Abstract
Respiratory infections with Burkholderia cepacia complex (Bcc) bacteria in cystic fibrosis (CF) are associated with a worse prognosis and increased risk of death. In this work, we assessed the virulence potential of three B. cenocepacia clonal isolates obtained from a CF patient between the onset of infection (isolate IST439) and before death with cepacia syndrome 3.5 years later (isolate IST4113 followed by IST4134), based on their ability to invade epithelial cells and compromise epithelial monolayer integrity. The two clonal isolates retrieved during late-stage disease were significantly more virulent than IST439. Proteomic profiling by 2-D DIGE of the last isolate recovered before the patient’s death, IST4134, and clonal isolate IST439, was performed and compared with a prior analysis of IST4113 vs. IST439. The cytoplasmic and membrane-associated enriched fractions were examined and 52 proteins were found to be similarly altered in the two last isolates compared with IST439. These proteins are involved in metabolic functions, nucleotide synthesis, translation and protein folding, cell envelope biogenesis and iron homeostasis. Results are suggestive of the important role played by metabolic reprogramming in the virulence potential and persistence of B. cenocepacia, in particular regarding bacterial adaptation to microaerophilic conditions. Also, the content of the virulence determinant AidA was higher in the last 2 isolates.

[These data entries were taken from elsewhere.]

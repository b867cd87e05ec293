//! Crawler module for batch page fetching
//!
//! This module contains the core crawling logic, including:
//! - Job construction from a URL list
//! - HTTP fetching with timeout and retry logic
//! - Task scheduling under a concurrency and start-rate limit
//! - Overall job coordination

mod coordinator;
mod fetcher;
mod job;
mod scheduler;

pub use coordinator::{run_task, Dispatcher};
pub use fetcher::{build_http_client, fetch_with_retry, HttpSource, PageSource};
pub use job::CrawlJob;
pub use scheduler::{ScheduledTask, Scheduler};

use crate::config::Config;
use crate::output::JobResult;
use crate::GatherError;
use std::sync::Arc;

/// Maximum number of tasks in flight for a job
pub const MAX_CONNECTIONS: usize = 10;

/// Runs a complete crawl job over HTTP
///
/// This is the main entry point for running a job. It will:
/// 1. Build the HTTP client from the user agent configuration
/// 2. Dispatch one task per URL under the connection and rate limits
/// 3. Fetch, sanitize and extract every page
/// 4. Join the fragments in input order
///
/// # Arguments
///
/// * `job` - The URLs and their options
/// * `config` - The crawler configuration (user agent)
///
/// # Returns
///
/// * `Ok(JobResult)` - Every task reached a terminal outcome
/// * `Err(GatherError)` - The HTTP client could not be built
pub async fn gather(job: CrawlJob, config: &Config) -> Result<JobResult, GatherError> {
    let source = HttpSource::from_config(&config.user_agent)?;
    let dispatcher = Dispatcher::new(Arc::new(source));
    Ok(dispatcher.run(job).await)
}
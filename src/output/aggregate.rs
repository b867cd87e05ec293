//! Aggregation of task outcomes
//!
//! Each task writes its outcome into the slot at its input position exactly
//! once. The aggregate text is joined serially after the last task is
//! recorded, so it follows input order regardless of completion order.

use crate::output::stats::JobStatistics;
use crate::state::{CrawlTask, TaskOutcome};
use crate::FetchError;
use std::time::Duration;

/// Outcome of one task as reported to the caller
#[derive(Debug, Clone, PartialEq, Eq)]
pub struct TaskReport {
    /// The task's URL
    pub url: String,

    /// Fetch attempts made
    pub attempts: u32,

    /// Terminal outcome
    pub outcome: TaskOutcome,
}

/// Final result of a crawl job
#[derive(Debug, Clone)]
pub struct JobResult {
    content: String,
    reports: Vec<TaskReport>,
    elapsed: Duration,
}

impl JobResult {
    /// The concatenated fragments of all successful tasks, in input order
    pub fn content(&self) -> &str {
        &self.content
    }

    /// Consumes the result, returning the aggregate text
    pub fn into_content(self) -> String {
        self.content
    }

    /// Per-task reports, in input order
    pub fn reports(&self) -> &[TaskReport] {
        &self.reports
    }

    /// Wall-clock duration of the job
    pub fn elapsed(&self) -> Duration {
        self.elapsed
    }

    /// Summarizes the job
    pub fn statistics(&self) -> JobStatistics {
        JobStatistics::from_reports(&self.reports, self.elapsed)
    }
}

/// Collects task outcomes for one job
///
/// Only the dispatcher owns the aggregator; workers hand their outcome back
/// through their join handle instead of sharing it.
#[derive(Debug)]
pub struct Aggregator {
    urls: Vec<String>,
    slots: Vec<Option<(u32, TaskOutcome)>>,
}

impl Aggregator {
    /// Creates an aggregator with one empty slot per task
    pub fn new(tasks: &[CrawlTask]) -> Self {
        let mut urls = vec![String::new(); tasks.len()];
        for task in tasks {
            if let Some(slot) = urls.get_mut(task.index) {
                *slot = task.url.clone();
            }
        }

        Self {
            urls,
            slots: vec![None; tasks.len()],
        }
    }

    /// Records a task's terminal outcome
    ///
    /// A slot is written once; a second outcome for the same index is ignored.
    pub fn record(&mut self, task: &CrawlTask, outcome: TaskOutcome) {
        match self.slots.get_mut(task.index) {
            Some(slot) => {
                if slot.is_some() {
                    tracing::warn!("Ignoring duplicate outcome for task {}", task.index);
                } else {
                    *slot = Some((task.attempts_used, outcome));
                }
            }
            None => tracing::warn!("Ignoring outcome for unknown task {}", task.index),
        }
    }

    /// Number of tasks with a recorded outcome
    pub fn completed(&self) -> usize {
        self.slots.iter().filter(|slot| slot.is_some()).count()
    }

    /// Finalizes the job result
    ///
    /// Slots that never received an outcome count as aborted failures.
    pub fn finish(self, elapsed: Duration) -> JobResult {
        let reports: Vec<TaskReport> = self
            .urls
            .into_iter()
            .zip(self.slots)
            .map(|(url, slot)| match slot {
                Some((attempts, outcome)) => TaskReport {
                    url,
                    attempts,
                    outcome,
                },
                None => TaskReport {
                    outcome: TaskOutcome::Failed(FetchError::Aborted { url: url.clone() }),
                    url,
                    attempts: 0,
                },
            })
            .collect();

        let content = reports
            .iter()
            .filter_map(|report| report.outcome.fragment())
            .collect::<String>();

        JobResult {
            content,
            reports,
            elapsed,
        }
    }
}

Significant levels of siderophores were found to be secreted by the three clonal isolates in an iron-depleted environment, but the two late isolates were more tolerant to low iron concentrations than IST439, consistent with the relative abundance of proteins involved in iron uptake.
Highlights
Long-term respiratory infections with Burkholderia cepacia complex (Bcc) bacteria in cystic fibrosis (CF) patients generally lead to an accelerated decline in lung function and, in many cases, to a fatal necrotizing pneumonia known as cepacia syndrome [1,2]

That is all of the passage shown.